**What is needed:** Look through the entries below and report every line that has "push".

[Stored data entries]
▬▬▬▬▬▬
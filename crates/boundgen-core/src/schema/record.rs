//! Record and field declarations

use super::types::{Annotation, DeclaredType};
use crate::error::{BoundgenError, BoundgenResult};
use serde::{Deserialize, Serialize};
use std::collections::HashSet;

/// One named, typed member of a record together with its constraint metadata
#[derive(Debug, Clone, PartialEq, Serialize, Deserialize)]
pub struct FieldDecl {
    /// Field name as declared on the record
    pub name: String,

    /// Declared type
    #[serde(rename = "type")]
    pub declared: DeclaredType,

    /// Constraint metadata in declaration order
    #[serde(default, skip_serializing_if = "Vec::is_empty")]
    pub annotations: Vec<Annotation>,
}

impl FieldDecl {
    /// Create a field without annotations
    pub fn new(name: impl Into<String>, declared: DeclaredType) -> Self {
        Self {
            name: name.into(),
            declared,
            annotations: Vec::new(),
        }
    }

    /// Attach an annotation
    pub fn annotate(mut self, annotation: Annotation) -> Self {
        self.annotations.push(annotation);
        self
    }
}

/// A record type as read from the schema, immutable for the rest of the pass
#[derive(Debug, Clone, PartialEq, Serialize, Deserialize)]
pub struct RecordSpec {
    /// Simple record name, e.g. `User`
    pub name: String,

    /// Namespace the record lives in, e.g. `app::data`
    #[serde(default)]
    pub namespace: String,

    /// Fields in declaration order
    #[serde(default)]
    pub fields: Vec<FieldDecl>,
}

impl RecordSpec {
    pub fn new(name: impl Into<String>, namespace: impl Into<String>) -> Self {
        Self {
            name: name.into(),
            namespace: namespace.into(),
            fields: Vec::new(),
        }
    }

    /// Append a field declaration
    pub fn field(mut self, field: FieldDecl) -> Self {
        self.fields.push(field);
        self
    }

    /// `namespace::Name`, or just `Name` without a namespace
    pub fn qualified_name(&self) -> String {
        if self.namespace.is_empty() {
            self.name.clone()
        } else {
            format!("{}::{}", self.namespace, self.name)
        }
    }

    /// Check authoring rules: non-empty names and unique field names.
    pub fn validate_structure(&self) -> BoundgenResult<()> {
        if self.name.trim().is_empty() {
            return Err(BoundgenError::schema("Record name cannot be empty"));
        }

        let mut seen = HashSet::new();
        for field in &self.fields {
            if field.name.trim().is_empty() {
                return Err(BoundgenError::schema_for_record(
                    "Field name cannot be empty",
                    &self.name,
                ));
            }
            if !seen.insert(field.name.as_str()) {
                return Err(BoundgenError::schema_for_record(
                    format!("Duplicate field '{}'", field.name),
                    &self.name,
                ));
            }
        }

        Ok(())
    }
}

/// Everything a schema file declares
#[derive(Debug, Clone, Default, PartialEq, Serialize, Deserialize)]
pub struct SchemaDocument {
    #[serde(default)]
    pub records: Vec<RecordSpec>,
}

impl SchemaDocument {
    /// Find a record by simple or qualified name
    pub fn record(&self, name: &str) -> Option<&RecordSpec> {
        self.records
            .iter()
            .find(|r| r.name == name || r.qualified_name() == name)
    }

    /// Validate every record's structure
    pub fn validate(&self) -> BoundgenResult<()> {
        self.records.iter().try_for_each(RecordSpec::validate_structure)
    }
}
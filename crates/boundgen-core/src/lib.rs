//! Boundgen Core Library
//!
//! This crate derives validators from field-level constraint annotations on
//! record schemas: type classification, constraint extraction, predicate
//! synthesis, record aggregation and Rust source emission.

pub mod aggregate;
pub mod classify;
pub mod config;
pub mod constraint;
pub mod diagnostics;
pub mod emit;
pub mod error;
pub mod extract;
pub mod generate;
pub mod identity;
pub mod predicate;
pub mod runtime;
pub mod schema;

// Emitted validators reach the regex engine through this re-export
pub use regex;

// Re-export commonly used types
pub use aggregate::{RecordValidator, aggregate};
pub use classify::{Classification, ValueKind, classify};
pub use config::{Config, EmitConfig, GeneratorConfig, LoggingConfig};
pub use constraint::{Bound, ConstraintKind, ConstraintSpec, FieldSpec};
pub use diagnostics::{Notice, NoticeReason, Severity};
pub use emit::{EmittedUnit, RustEmitter, write_units};
pub use error::{BoundgenError, BoundgenResult};
pub use extract::{Extraction, extract};
pub use generate::{GenerationReport, Generator, RecordGeneration, generate_record};
pub use identity::IdentityMap;
pub use predicate::{FieldValidator, LeafPredicate, synthesize};
pub use runtime::{DynamicRecord, Observable, RecordAccess, ValidationFault, Validity};
pub use schema::{Annotation, DeclaredType, FieldDecl, RecordSpec, SchemaDocument, load_schema};
//! Environment variable overrides
//!
//! - `BOUNDGEN_STRICT`: `true`/`false`
//! - `BOUNDGEN_WORKERS`: worker thread cap
//! - `BOUNDGEN_OUT_DIR`: emit output directory
//! - `BOUNDGEN_LOG_LEVEL`: log level

use super::config::Config;
use crate::error::{BoundgenError, BoundgenResult};
use std::env;
use std::path::PathBuf;

/// Apply `BOUNDGEN_*` environment variables on top of `config`.
pub fn apply_env_overrides(config: &mut Config) -> BoundgenResult<()> {
    apply_overrides(config, |key| env::var(key).ok())
}

fn apply_overrides<F>(config: &mut Config, lookup: F) -> BoundgenResult<()>
where
    F: Fn(&str) -> Option<String>,
{
    if let Some(strict) = lookup("BOUNDGEN_STRICT") {
        config.generator.strict = strict
            .parse()
            .map_err(|_| BoundgenError::config(format!("Invalid BOUNDGEN_STRICT value '{}'", strict)))?;
    }

    if let Some(workers) = lookup("BOUNDGEN_WORKERS") {
        let workers: usize = workers
            .parse()
            .map_err(|_| BoundgenError::config(format!("Invalid BOUNDGEN_WORKERS value '{}'", workers)))?;
        config.generator.workers = Some(workers);
    }

    if let Some(out_dir) = lookup("BOUNDGEN_OUT_DIR") {
        config.emit.output_dir = PathBuf::from(out_dir);
    }

    if let Some(level) = lookup("BOUNDGEN_LOG_LEVEL") {
        config.logging.level = level.to_lowercase();
    }

    Ok(())
}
▬▬▬▬▬▬
**Expected output:**
        self.annotations.push(annotation);
        self.fields.push(field);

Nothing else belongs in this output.